How do you address jealousy? Im very much on board with the idea in general, and have given it quite a bit of thought, but I’ve never been fully sold on the idea that jealousy is fully based on social constructs

I find it funny that poly relationships will insist on talking about feelings but get very uncomfortable at any sign of jealousy or attachment.

  • In a poly I would guess people need to feel attached to a group not a single individual, in a sense loving all people in the group almost equally. Mostly, we are not raised that way and culturally it would be unconventional, to say the least.

    • Loving people equally is impossible. Even poly people have a 'primary' introducing hierarchy and preference.

      A group of people sleeping together is not a stable community. It's filled with people who are trying to sleep with other people inside and outside of the group who are vocal about being able to spend time, money, and effort on others for sex. There's nothing binding a group like this together besides sex.

      Even normal community activities like volunteering or sports clubs have drama and people who end up hating each other. Add sex in the mix and you've created an explosive dynamic.

      1 reply →

It helps to deconstruct what jealousy is. Is it the fear of losing someone to others? Or is it possessiveness? He or she are mine like property? Or we are simply conditioned to react like that given certain situations that triggers jealousy? I found it’s easier to deal with jealousy once I understood the source of it and treat jealousy like a symptom not the cause.

I tend to believe self-assured people do not become jealous as they don't terminally depend on a relationship. This of course depends on age, how social someone is or the population size in the area. This is a general human problem, the traditional answer of "ownership" has problems of its own.

  • All good points, but this doesnt really answer my question. If we imagine this hypothetical non-monogamous society, with no social constructs incentivizing monogamy, jealousy being in human nature would remain a driver towards monogamy. I imagine historically this is how most religions arrived at propagating monogamy. In christianity and judaism for both genders, or in islam for female monogamy, as jealousy was such a common driver of conflict that may even escalate into wars. Enforcing monogamy as the moral choice has some merit, if it avoids bloodshed, though obviously ideally people capable of being in non-monogamous relationships shouldnt be punished for being in one.

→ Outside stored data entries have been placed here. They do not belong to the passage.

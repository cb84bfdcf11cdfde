use super::common::{created_response, map_service_error, success_response, validate_input};
use crate::{
    errors::ApiError,
    handlers::AppState,
    services::settings::{InitSettingsInput, UpdateSettingsInput},
};
use axum::{
    extract::{Json, State},
    response::IntoResponse,
    routing::{get, post, put},
    Router,
};
use rust_decimal::Decimal;
use serde::Deserialize;
use tracing::info;
use validator::Validate;

// Request DTOs

#[derive(Debug, Deserialize, Validate)]
pub struct InitSettingsRequest {
    #[validate(length(min = 1, max = 255))]
    pub business_name: String,
    pub address: Option<String>,
    pub phone: Option<String>,
    #[validate(email)]
    pub email: Option<String>,
    pub labor_rate_per_hour: Decimal,
    /// ISO 4217 code; defaults to USD
    pub currency: Option<String>,
}

#[derive(Debug, Deserialize, Validate)]
pub struct UpdateSettingsRequest {
    #[validate(length(min = 1, max = 255))]
    pub business_name: Option<String>,
    pub address: Option<String>,
    pub phone: Option<String>,
    #[validate(email)]
    pub email: Option<String>,
    pub labor_rate_per_hour: Option<Decimal>,
    pub currency: Option<String>,
}

// Handler functions

/// One-time setup of business settings
async fn init_settings(
    State(state): State<AppState>,
    Json(payload): Json<InitSettingsRequest>,
) -> Result<impl IntoResponse, ApiError> {
    validate_input(&payload)?;

    let settings = state
        .services
        .settings
        .init(InitSettingsInput {
            business_name: payload.business_name,
            address: payload.address,
            phone: payload.phone,
            email: payload.email,
            labor_rate_per_hour: payload.labor_rate_per_hour,
            currency: payload.currency,
        })
        .await
        .map_err(map_service_error)?;

    info!("Business settings initialized");

    Ok(created_response(settings))
}

/// Current business settings
async fn get_settings(State(state): State<AppState>) -> Result<impl IntoResponse, ApiError> {
    let settings = state
        .services
        .settings
        .get()
        .await
        .map_err(map_service_error)?;

    Ok(success_response(settings))
}

/// Whether setup has been completed
async fn settings_status(State(state): State<AppState>) -> Result<impl IntoResponse, ApiError> {
    let status = state
        .services
        .settings
        .status()
        .await
        .map_err(map_service_error)?;

    Ok(success_response(status))
}

/// Update business settings
async fn update_settings(
    State(state): State<AppState>,
    Json(payload): Json<UpdateSettingsRequest>,
) -> Result<impl IntoResponse, ApiError> {
    validate_input(&payload)?;

    let settings = state
        .services
        .settings
        .update(UpdateSettingsInput {
            business_name: payload.business_name,
            address: payload.address,
            phone: payload.phone,
            email: payload.email,
            labor_rate_per_hour: payload.labor_rate_per_hour,
            currency: payload.currency,
        })
        .await
        .map_err(map_service_error)?;

    info!("Business settings updated");

    Ok(success_response(settings))
}

pub fn routes() -> Router<AppState> {
    Router::new()
        .route("/", get(get_settings))
        .route("/", put(update_settings))
        .route("/init", post(init_settings))
        .route("/status", get(settings_status))
}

    • Replying to myself in case my point isnt clear - Im postulating that monogamy being some sort of “default” is inevitable, given enough time to evolve, regardless of how you setup the starting parameters.

  • People who do not depend on relationships simply don't enter into relationships.

    For everybody else, there is the normal and perfectly human feelings of jealousy, attachment, fear or loss, and feeling associated with self-confidence.